On June 17, the U.S. Treasury Department’s Office of Foreign Assets Control (OFAC) announced sanctions against 24 individuals and entities for providing significant investment support to the Syrian government. According to OFAC, the designations include Treasury’s “first implementation of sanctions pursuant to the Caesar Syria Civilian Protection Act of 2019,” and involve actions taken against a holding company, a private sector investment venture, and luxury tourism developments. Concurrent with OFAC’s sanctions, the U.S. State Department also designated 15 persons, including President Bashar al-Assad and his wife, pursuant to Executive Order 13984, which focuses on persons identified as “obstructing, disrupting, or preventing a ceasefire or a political solution to the Syrian conflict.” As a result, all property and interests in property belonging to the designated persons and subject to U.S. jurisdiction are blocked and must be reported to OFAC. OFAC further noted that its regulations “generally prohibit all dealings by U.S. persons or those within (or transiting) the United States that involve any property or interests in property of designated persons,” and warned non-U.S. persons that engage in transactions with the designated persons may expose themselves to designation. OFAC also referenced a previously published Fact Sheet (covered by InfoBytes here), which highlights the most pertinent exemptions, exceptions, and authorizations for humanitarian assistance and trade under the Iran, Venezuela, North Korea, Syria, Cuba, and Ukraine/Russia-related sanctions programs to ensure humanitarian-related trade and assistance reaches at-risk populations through legitimate and transparent channels during the global Covid-19 pandemic.

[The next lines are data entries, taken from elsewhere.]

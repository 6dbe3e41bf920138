// SPDX-FileCopyrightText: Copyright (c) 2025 NVIDIA CORPORATION & AFFILIATES. All rights reserved.
// SPDX-License-Identifier: Apache-2.0

//! Cross-node scenarios over the in-memory mesh: subscription and update
//! propagation, remote triggers, poison fan-out, distributed barrier
//! arrivals with timestamps and reductions, and out-of-order trigger
//! absorption.

mod common;

use std::time::Duration;

use common::{inline_mesh, ManualMesh, TestWaiter, SUM64};
use magnetar::{Barrier, Event, Message, Runtime};
use tokio::time::timeout;

fn result_of(rt: &Runtime, barrier: Barrier) -> Option<u64> {
    let mut buf = [0u8; 8];
    rt.barriers()
        .get_result(barrier, &mut buf)
        .unwrap()
        .then(|| u64::from_le_bytes(buf))
}

#[test]
fn remote_waiter_wakes_on_owner_trigger() {
    let mesh = inline_mesh(2);
    let (owner, remote) = (&mesh[0], &mesh[1]);

    let e = owner.events().create_event().unwrap();
    assert!(!remote.events().has_triggered(e).unwrap());

    let waiter = TestWaiter::new();
    remote.events().add_waiter(e, waiter.clone()).unwrap();
    assert_eq!(waiter.count(), 0);

    owner.events().trigger(e, false).unwrap();

    assert_eq!(waiter.last(), Some((e, false)));
    assert!(remote.events().has_triggered(e).unwrap());
}

#[test]
fn subscription_after_trigger_gets_immediate_update() {
    let mesh = inline_mesh(2);
    let (owner, remote) = (&mesh[0], &mesh[1]);

    let e = owner.events().create_event().unwrap();
    owner.events().trigger(e, false).unwrap();

    let waiter = TestWaiter::new();
    remote.events().add_waiter(e, waiter.clone()).unwrap();
    assert_eq!(waiter.last(), Some((e, false)));
}

#[test]
fn remote_trigger_advances_the_owner() {
    let mesh = inline_mesh(2);
    let (owner, remote) = (&mesh[0], &mesh[1]);

    let e = owner.events().create_event().unwrap();
    remote.events().trigger(e, false).unwrap();

    assert!(owner.events().has_triggered(e).unwrap());
    assert!(remote.events().has_triggered(e).unwrap());
}

#[test]
fn poison_fans_out_to_remote_waiters() {
    let mesh = inline_mesh(2);
    let (owner, remote) = (&mesh[0], &mesh[1]);

    let user = owner.events().create_user_event().unwrap();
    let e = user.event();

    let waiter = TestWaiter::new();
    remote.events().add_waiter(e, waiter.clone()).unwrap();

    owner.events().cancel_user_event(user).unwrap();

    assert_eq!(waiter.last(), Some((e, true)));
    assert_eq!(
        remote.events().has_triggered_faultaware(e).unwrap(),
        (true, true)
    );
}

#[test]
fn update_carries_the_whole_poison_history() {
    let mesh = inline_mesh(2);
    let (owner, remote) = (&mesh[0], &mesh[1]);

    // three generations of the same slot: poisoned, clean, poisoned
    let e1 = owner.events().create_event().unwrap();
    owner.events().trigger(e1, true).unwrap();
    let e2 = owner.events().create_event().unwrap();
    owner.events().trigger(e2, false).unwrap();
    let e3 = owner.events().create_event().unwrap();
    assert_eq!(e3.id, e1.id);

    let waiter = TestWaiter::new();
    remote.events().add_waiter(e3, waiter.clone()).unwrap();
    // the subscription answer already advanced the cached view to gen 2
    assert_eq!(
        remote.events().has_triggered_faultaware(e1).unwrap(),
        (true, true)
    );
    assert_eq!(
        remote.events().has_triggered_faultaware(e2).unwrap(),
        (true, false)
    );

    owner.events().trigger(e3, true).unwrap();
    assert_eq!(waiter.last(), Some((e3, true)));
    assert_eq!(
        remote.events().has_triggered_faultaware(e3).unwrap(),
        (true, true)
    );
}

#[test]
fn future_waiters_promote_as_updates_arrive() {
    let mesh = inline_mesh(2);
    let (owner, remote) = (&mesh[0], &mesh[1]);

    let e1 = owner.events().create_event().unwrap();
    owner.events().trigger(e1, false).unwrap();
    let e2 = owner.events().create_event().unwrap();
    owner.events().trigger(e2, false).unwrap();
    let e3 = owner.events().create_event().unwrap();

    // the remote's cached view is still at generation 0; a waiter for
    // generation 3 lands in the future list and subscribes
    let waiter = TestWaiter::new();
    remote.events().add_waiter(e3, waiter.clone()).unwrap();
    assert_eq!(waiter.count(), 0);
    assert!(remote.events().has_triggered(e2).unwrap());

    owner.events().trigger(e3, false).unwrap();
    assert_eq!(waiter.last(), Some((e3, false)));
}

#[test]
fn local_trigger_is_visible_before_the_owner_confirms() {
    let mesh = ManualMesh::new(2);
    let (owner, remote) = (mesh.node(0).clone(), mesh.node(1).clone());

    let e1 = owner.events().create_event().unwrap();
    owner.events().trigger(e1, false).unwrap();
    let e2 = owner.events().create_event().unwrap();

    // the remote triggers generation 2 while its cached view is at 0;
    // only the provisional local-trigger record can answer queries
    remote.events().trigger(e2, true).unwrap();
    assert_eq!(
        remote.events().has_triggered_faultaware(e2).unwrap(),
        (true, true)
    );
    assert!(!owner.events().has_triggered_faultaware(e2).unwrap().0);

    mesh.deliver_all();
    assert_eq!(
        owner.events().has_triggered_faultaware(e2).unwrap(),
        (true, true)
    );
    assert_eq!(
        remote.events().has_triggered_faultaware(e2).unwrap(),
        (true, true)
    );
}

#[tokio::test]
async fn cooperative_wait_across_nodes() {
    let mesh = inline_mesh(2);
    let (owner, remote) = (mesh[0].clone(), mesh[1].clone());

    let e = owner.events().create_event().unwrap();

    let waiter = {
        let remote = remote.clone();
        tokio::spawn(async move { remote.events().wait_faultaware(e).await })
    };
    tokio::task::yield_now().await;

    owner.events().trigger(e, false).unwrap();

    let poisoned = timeout(Duration::from_millis(500), waiter)
        .await
        .expect("waiter timed out")
        .expect("join")
        .expect("remote wait should succeed");
    assert!(!poisoned);
}

#[test]
fn merge_spans_nodes() {
    let mesh = inline_mesh(2);
    let (owner, remote) = (&mesh[0], &mesh[1]);

    let theirs = owner.events().create_event().unwrap();
    let ours = remote.events().create_event().unwrap();

    let merged = remote.events().merge_events(&[theirs, ours]).unwrap();
    assert!(!remote.events().has_triggered(merged).unwrap());

    owner.events().trigger(theirs, false).unwrap();
    assert!(!remote.events().has_triggered(merged).unwrap());

    remote.events().trigger(ours, false).unwrap();
    assert_eq!(
        remote.events().has_triggered_faultaware(merged).unwrap(),
        (true, false)
    );
}

#[test]
fn barrier_gathers_arrivals_from_three_nodes() {
    let mesh = inline_mesh(3);
    let owner = &mesh[0];

    let b = owner
        .barriers()
        .create_barrier(3, SUM64, Some(&0u64.to_le_bytes()))
        .unwrap();

    // node 1 subscribes and parks a waiter before anything arrives
    assert!(!mesh[1].barriers().has_triggered(b).unwrap());
    let waiter = TestWaiter::new();
    mesh[1].barriers().add_waiter(b, waiter.clone()).unwrap();

    for (node, value) in [(0usize, 1u64), (1, 2), (2, 3)] {
        mesh[node]
            .barriers()
            .arrive(b, 1, Event::NO_EVENT, Some(&value.to_le_bytes()))
            .unwrap();
    }

    assert!(owner.barriers().has_triggered(b).unwrap());
    assert_eq!(waiter.count(), 1);
    assert!(mesh[1].barriers().has_triggered(b).unwrap());
    assert_eq!(result_of(&mesh[1], b), Some(6));

    // node 2 never subscribed; its first query subscribes and the owner's
    // immediate trigger lands before a second query
    assert!(!mesh[2].barriers().has_triggered(b).unwrap());
    assert!(mesh[2].barriers().has_triggered(b).unwrap());
    assert_eq!(result_of(&mesh[2], b), Some(6));
}

#[test]
fn altered_arrival_count_orders_across_nodes() {
    let mesh = ManualMesh::new(3);
    let owner = mesh.node(0).clone();

    let b = owner.barriers().create_barrier(2, 0, None).unwrap();
    let waiter = TestWaiter::new();
    owner.barriers().add_waiter(b, waiter.clone()).unwrap();

    // node 1 raises the expected count; the positive adjustment is in
    // flight while arrivals citing its timestamp race ahead
    let with_ts = mesh.node(1).barriers().alter_arrival_count(b, 1).unwrap();
    assert_ne!(with_ts.timestamp, 0);

    mesh.node(2)
        .barriers()
        .arrive(b, 1, Event::NO_EVENT, None)
        .unwrap();

    // the owner's own arrival cites the timestamp minted on node 1; the
    // matching positive has not been observed, so it must be held
    owner
        .barriers()
        .arrive(with_ts, 1, Event::NO_EVENT, None)
        .unwrap();

    mesh.deliver_from(2);
    assert!(!owner.barriers().has_triggered(b).unwrap());
    assert_eq!(waiter.count(), 0);

    mesh.deliver_from(1);
    // positive applied and the held arrival flushed: one arrival short
    assert!(!owner.barriers().has_triggered(b).unwrap());

    mesh.node(1)
        .barriers()
        .arrive(with_ts, 1, Event::NO_EVENT, None)
        .unwrap();
    mesh.deliver_all();
    assert_eq!(mesh.pending(), 0);

    assert!(owner.barriers().has_triggered(b).unwrap());
    assert_eq!(waiter.count(), 1);
}

#[test]
fn out_of_order_barrier_triggers_collapse() {
    let mesh = inline_mesh(2);
    let (owner, remote) = (&mesh[0], &mesh[1]);

    let b = owner.barriers().create_barrier(1, 0, None).unwrap();

    let waiters: Vec<_> = (2..=4)
        .map(|gen| {
            let waiter = TestWaiter::new();
            let phase = Barrier {
                id: b.id,
                gen,
                timestamp: 0,
            };
            remote.barriers().add_waiter(phase, waiter.clone()).unwrap();
            waiter
        })
        .collect();

    let trigger = |previous_gen, trigger_gen| {
        remote
            .handle_message(
                0,
                Message::BarrierTrigger {
                    barrier_id: b.id,
                    trigger_gen,
                    previous_gen,
                    first_generation: 0,
                    redop_id: 0,
                    reduce_data: Vec::new(),
                }
                .encode()
                .unwrap(),
            )
            .unwrap();
    };

    trigger(0, 1);
    // generations 3->4 arrive before 1->3; the message is parked
    trigger(3, 4);
    for waiter in &waiters {
        assert_eq!(waiter.count(), 0);
    }

    trigger(1, 3);
    for waiter in &waiters {
        assert_eq!(waiter.count(), 1);
    }
    let gen4 = Barrier {
        id: b.id,
        gen: 4,
        timestamp: 0,
    };
    assert!(remote.barriers().has_triggered(gen4).unwrap());
}

#[test]
fn barrier_trigger_permutations_converge() {
    // any permutation of a contiguous trigger range must land on the same
    // final generation
    let mesh = inline_mesh(2);
    let (owner, remote) = (&mesh[0], &mesh[1]);
    let b = owner.barriers().create_barrier(1, 0, None).unwrap();

    let trigger = |previous_gen, trigger_gen| {
        remote
            .handle_message(
                0,
                Message::BarrierTrigger {
                    barrier_id: b.id,
                    trigger_gen,
                    previous_gen,
                    first_generation: 0,
                    redop_id: 0,
                    reduce_data: Vec::new(),
                }
                .encode()
                .unwrap(),
            )
            .unwrap();
    };

    trigger(1, 3);
    trigger(3, 4);
    trigger(0, 1);

    let gen4 = Barrier {
        id: b.id,
        gen: 4,
        timestamp: 0,
    };
    assert!(remote.barriers().has_triggered(gen4).unwrap());
}

#[test]
fn deferred_remote_arrival_forwards_to_the_owner() {
    let mesh = inline_mesh(2);
    let (owner, remote) = (&mesh[0], &mesh[1]);

    let b = owner.barriers().create_barrier(1, 0, None).unwrap();
    let gate = owner.events().create_event().unwrap();

    // the remote's arrival is gated on an event it does not own; the
    // deferral happens on the owner
    remote.barriers().arrive(b, 1, gate, None).unwrap();
    assert!(!owner.barriers().has_triggered(b).unwrap());

    owner.events().trigger(gate, false).unwrap();
    assert!(owner.barriers().has_triggered(b).unwrap());
}

#[test]
fn barrier_results_follow_late_subscribers() {
    let mesh = inline_mesh(2);
    let (owner, remote) = (&mesh[0], &mesh[1]);

    let b = owner
        .barriers()
        .create_barrier(1, SUM64, Some(&10u64.to_le_bytes()))
        .unwrap();

    // two generations complete before the remote ever looks
    owner
        .barriers()
        .arrive(b, 1, Event::NO_EVENT, Some(&7u64.to_le_bytes()))
        .unwrap();
    let gen2 = b.advance();
    owner
        .barriers()
        .arrive(gen2, 1, Event::NO_EVENT, Some(&1u64.to_le_bytes()))
        .unwrap();

    // the subscription answer carries both generations' results
    assert!(!remote.barriers().has_triggered(gen2).unwrap());
    assert!(remote.barriers().has_triggered(gen2).unwrap());
    assert_eq!(result_of(remote, b), Some(17));
    assert_eq!(result_of(remote, gen2), Some(11));
}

On June 5, the U.S. Treasury Department’s Office of Foreign Assets Control (OFAC) issued updated Iran-related FAQs related to Executive Order (E.O.) 13902 concerning the treatment of Iranian manufacturers that provide humanitarian goods. As previously covered by InfoBytes, E.O, 13902 authorizes the Secretary of the Treasury, in conjunction with the Secretary of State, to impose asset blocking sanctions on any person determined to operate in the construction, mining, manufacturing or textile sectors of the Iranian economy, or any additional sector as they may jointly determine. Additionally, EO 13902 authorizes the imposition of certain sanctions on any person determined to have engaged in, or any foreign financial institution determined to have knowingly facilitated, a significant transaction involving one of the aforementioned sectors of the Iranian economy. The FAQs state that OFAC will not target persons in Iran manufacturing humanitarian goods, such as “medicines, medical devices, or products used for sanitation or hygiene” as long as the products are “solely for use in Iran and not for export from Iran.” The FAQs also define Iranian economy sectors, specify what constitutes as “significant goods or services,” and clarify the interpretation of “‘knowingly’ and ‘significantly reduced’” for purposes of E.O. 13902. Additionally, on June 8, OFAC added several Iran-related designations to its Specially Designated Nationals List.